• _Records shown_:
----

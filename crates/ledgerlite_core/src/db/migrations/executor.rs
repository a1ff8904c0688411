//! Plan execution, one transaction per step.
//!
//! # Invariants
//! - A step's script and its ledger mutation commit together or not at all.
//! - The first failing step stops the plan; earlier commits stay.

use super::ledger::{delete_record, insert_record};
use super::plan::{PlannedStep, ReconciliationPlan};
use crate::db::DbResult;
use log::{error, info};
use rusqlite::Connection;
use std::time::Instant;

/// Ids touched by a completed migration run.
#[derive(Debug, Clone, Default, PartialEq, Eq)]
pub struct MigrationReport {
    /// Rolled back ids, highest first.
    pub rolled_back: Vec<i64>,
    /// Applied ids, ascending.
    pub applied: Vec<i64>,
}

impl MigrationReport {
    pub fn is_noop(&self) -> bool {
        self.rolled_back.is_empty() && self.applied.is_empty()
    }
}

/// Executes `plan` against `conn`, recording each step in `table`.
pub fn execute_plan(
    conn: &mut Connection,
    table: &str,
    plan: &ReconciliationPlan,
) -> DbResult<MigrationReport> {
    let mut report = MigrationReport::default();
    for step in &plan.steps {
        let started_at = Instant::now();
        if let Err(err) = execute_step(conn, table, step) {
            error!(
                "event=migration_step module=migrations status=error action={:?} id={} name={} duration_ms={} error={}",
                step.action(),
                step.id(),
                step.name(),
                started_at.elapsed().as_millis(),
                err
            );
            return Err(err);
        }
        info!(
            "event=migration_step module=migrations status=ok action={:?} id={} name={} duration_ms={}",
            step.action(),
            step.id(),
            step.name(),
            started_at.elapsed().as_millis()
        );

        match step {
            PlannedStep::Rollback(record) => report.rolled_back.push(record.id),
            PlannedStep::Apply(file) => report.applied.push(file.id),
        }
    }
    Ok(report)
}

fn execute_step(conn: &mut Connection, table: &str, step: &PlannedStep) -> DbResult<()> {
    // Dropping an uncommitted transaction rolls it back.
    let tx = conn.transaction()?;
    match step {
        PlannedStep::Rollback(record) => {
            tx.execute_batch(&record.down)?;
            delete_record(&tx, table, record.id)?;
        }
        PlannedStep::Apply(file) => {
            tx.execute_batch(&file.up)?;
            insert_record(&tx, table, file)?;
        }
    }
    tx.commit()?;
    Ok(())
}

----

Reproduce, character for character, only the lines of the preceding data that start at the line with "transaction per step." and end at the line with "completed migration run.", both included.

//! Plan execution, one transaction per step.
//!
//! # Invariants
//! - A step's script and its ledger mutation commit together or not at all.
//! - The first failing step stops the plan; earlier commits stay.

use super::ledger::{delete_record, insert_record};
use super::plan::{PlannedStep, ReconciliationPlan};
use crate::db::DbResult;
use log::{error, info};
use rusqlite::Connection;
use std::time::Instant;

/// Ids touched by a completed migration run.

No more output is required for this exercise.